Exercise instructions ::
When the listing has been read, print it out again in full, word for word.
··· Records for this task
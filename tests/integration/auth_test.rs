//! Integration tests for the login flow.

use axum::http::StatusCode;

use crate::helpers::{self, ADMIN_EMAIL, ADMIN_PASSWORD};

#[tokio::test]
async fn test_login_success() {
    let app = helpers::TestApp::new().await;

    let response = app
        .request(
            "POST",
            "/api/login",
            Some(serde_json::json!({
                "email": ADMIN_EMAIL,
                "password": ADMIN_PASSWORD,
            })),
            None,
        )
        .await;

    assert_eq!(response.status, StatusCode::OK);
    assert!(response.body.get("token").is_some());
    assert_eq!(response.body["role"], "admin");
    assert_eq!(response.body["user"]["email"], ADMIN_EMAIL);
    assert!(response.body["user"].get("password_hash").is_none());
}

#[tokio::test]
async fn test_login_invalid_password() {
    let app = helpers::TestApp::new().await;

    let response = app
        .request(
            "POST",
            "/api/login",
            Some(serde_json::json!({
                "email": ADMIN_EMAIL,
                "password": "wrongpassword",
            })),
            None,
        )
        .await;

    assert_eq!(response.status, StatusCode::UNAUTHORIZED);
    assert_eq!(response.body["message"], "Invalid email or password");
}

#[tokio::test]
async fn test_login_missing_fields() {
    let app = helpers::TestApp::new().await;

    let response = app
        .request("POST", "/api/login", Some(serde_json::json!({})), None)
        .await;

    assert_eq!(response.status, StatusCode::UNPROCESSABLE_ENTITY);
    assert!(response.body["errors"].get("email").is_some());
}

#[tokio::test]
async fn test_current_user() {
    let app = helpers::TestApp::new().await;
    let token = app.admin_token().await;

    let response = app.request("GET", "/api/user", None, Some(&token)).await;

    assert_eq!(response.status, StatusCode::OK);
    assert_eq!(response.body["email"], ADMIN_EMAIL);
}

#[tokio::test]
async fn test_current_user_unauthenticated() {
    let app = helpers::TestApp::new().await;

    let response = app.request("GET", "/api/user", None, None).await;

    assert_eq!(response.status, StatusCode::UNAUTHORIZED);
}

#[tokio::test]
async fn test_logout() {
    let app = helpers::TestApp::new().await;
    let token = app.admin_token().await;

    let response = app.request("POST", "/api/logout", None, Some(&token)).await;
    assert_eq!(response.status, StatusCode::OK);

    // Token should now be invalid
    let response = app.request("GET", "/api/user", None, Some(&token)).await;
    assert_eq!(response.status, StatusCode::UNAUTHORIZED);
}

#[tokio::test]
async fn test_health() {
    let app = helpers::TestApp::new().await;

    let response = app.request("GET", "/api/health", None, None).await;

    assert_eq!(response.status, StatusCode::OK);
    assert_eq!(response.body["backend"], "memory");
}
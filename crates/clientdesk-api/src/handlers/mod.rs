//! HTTP request handlers, one module per resource.

pub mod auth;
pub mod client;
pub mod employee;
pub mod health;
······
Solved problem ::
filename tests/integration/auth_test.rs
//! Integration tests for the login flow.

use axum::http::StatusCode;

use crate::helpers::{self, ADMIN_EMAIL, ADMIN_PASSWORD};

#[tokio::test]
async fn test_login_success() {
    let app = helpers::TestApp::new().await;

    let response = app
        .request(
            "POST",
            "/api/login",
            Some(serde_json::json!({
                "email": ADMIN_EMAIL,
                "password": ADMIN_PASSWORD,
            })),
            None,
        )
        .await;

    assert_eq!(response.status, StatusCode::OK);
    assert!(response.body.get("token").is_some());
    assert_eq!(response.body["role"], "admin");
    assert_eq!(response.body["user"]["email"], ADMIN_EMAIL);
    assert!(response.body["user"].get("password_hash").is_none());
}

#[tokio::test]
async fn test_login_invalid_password() {
    let app = helpers::TestApp::new().await;

    let response = app
        .request(
            "POST",
            "/api/login",
            Some(serde_json::json!({
                "email": ADMIN_EMAIL,
                "password": "wrongpassword",
            })),
            None,
        )
        .await;

    assert_eq!(response.status, StatusCode::UNAUTHORIZED);
    assert_eq!(response.body["message"], "Invalid email or password");
}

#[tokio::test]
async fn test_login_missing_fields() {
    let app = helpers::TestApp::new().await;

    let response = app
        .request("POST", "/api/login", Some(serde_json::json!({})), None)
        .await;

    assert_eq!(response.status, StatusCode::UNPROCESSABLE_ENTITY);
    assert!(response.body["errors"].get("email").is_some());
}

#[tokio::test]
async fn test_current_user() {
    let app = helpers::TestApp::new().await;
    let token = app.admin_token().await;

    let response = app.request("GET", "/api/user", None, Some(&token)).await;

    assert_eq!(response.status, StatusCode::OK);
    assert_eq!(response.body["email"], ADMIN_EMAIL);
}

#[tokio::test]
async fn test_current_user_unauthenticated() {
    let app = helpers::TestApp::new().await;

    let response = app.request("GET", "/api/user", None, None).await;

    assert_eq!(response.status, StatusCode::UNAUTHORIZED);
}

#[tokio::test]
async fn test_logout() {
    let app = helpers::TestApp::new().await;
    let token = app.admin_token().await;

    let response = app.request("POST", "/api/logout", None, Some(&token)).await;
    assert_eq!(response.status, StatusCode::OK);

    // Token should now be invalid
    let response = app.request("GET", "/api/user", None, Some(&token)).await;
    assert_eq!(response.status, StatusCode::UNAUTHORIZED);
}

#[tokio::test]
async fn test_health() {
    let app = helpers::TestApp::new().await;

    let response = app.request("GET", "/api/health", None, None).await;

    assert_eq!(response.status, StatusCode::OK);
    assert_eq!(response.body["backend"], "memory");
}
filename crates/clientdesk-api/src/handlers/mod.rs
//! HTTP request handlers, one module per resource.

pub mod auth;
pub mod client;
pub mod employee;
pub mod health;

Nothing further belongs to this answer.